EXERCISE PROMPT: Print all the entries verbatim.

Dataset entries
********

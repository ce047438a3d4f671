use rustc_hash::FxHashMap;

/// Marker reserved for edges without a physical boundary tag, i.e. interior edges.
pub const INTERIOR_EDGE_MARKER: i32 = 0;

/// Two-way map between user-facing marker names and internal integer markers.
///
/// Internal markers are assigned in insertion order starting at 1, since 0 is reserved for
/// interior edges.
#[derive(Debug, Clone, Default, PartialEq, Eq)]
pub struct MarkersConversion {
    names: Vec<String>,
    lookup: FxHashMap<String, i32>,
}

impl MarkersConversion {
    pub fn new() -> Self {
        Self::default()
    }

    /// Returns the internal marker of `name`, inserting it if it is new.
    pub fn insert(&mut self, name: &str) -> i32 {
        if let Some(&marker) = self.lookup.get(name) {
            return marker;
        }
        self.names.push(name.to_string());
        let marker = self.names.len() as i32;
        self.lookup.insert(name.to_string(), marker);
        marker
    }

    pub fn internal_marker(&self, name: &str) -> Option<i32> {
        self.lookup.get(name).copied()
    }

    pub fn user_marker(&self, marker: i32) -> Option<&str> {
        if marker <= 0 {
            return None;
        }
        self.names.get(marker as usize - 1).map(String::as_str)
    }

    pub fn len(&self) -> usize {
        self.names.len()
    }

    pub fn is_empty(&self) -> bool {
        self.names.is_empty()
    }
}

********

RESPONSE TO THIS EXERCISE:
repository ce047438a3d4f671
use rustc_hash::FxHashMap;

/// Marker reserved for edges without a physical boundary tag, i.e. interior edges.
pub const INTERIOR_EDGE_MARKER: i32 = 0;

/// Two-way map between user-facing marker names and internal integer markers.
///
/// Internal markers are assigned in insertion order starting at 1, since 0 is reserved for
/// interior edges.
#[derive(Debug, Clone, Default, PartialEq, Eq)]
pub struct MarkersConversion {
    names: Vec<String>,
    lookup: FxHashMap<String, i32>,
}

impl MarkersConversion {
    pub fn new() -> Self {
        Self::default()
    }

    /// Returns the internal marker of `name`, inserting it if it is new.
    pub fn insert(&mut self, name: &str) -> i32 {
        if let Some(&marker) = self.lookup.get(name) {
            return marker;
        }
        self.names.push(name.to_string());
        let marker = self.names.len() as i32;
        self.lookup.insert(name.to_string(), marker);
        marker
    }

    pub fn internal_marker(&self, name: &str) -> Option<i32> {
        self.lookup.get(name).copied()
    }

    pub fn user_marker(&self, marker: i32) -> Option<&str> {
        if marker <= 0 {
            return None;
        }
        self.names.get(marker as usize - 1).map(String::as_str)
    }

    pub fn len(&self) -> usize {
        self.names.len()
    }

    pub fn is_empty(&self) -> bool {
        self.names.is_empty()
    }
}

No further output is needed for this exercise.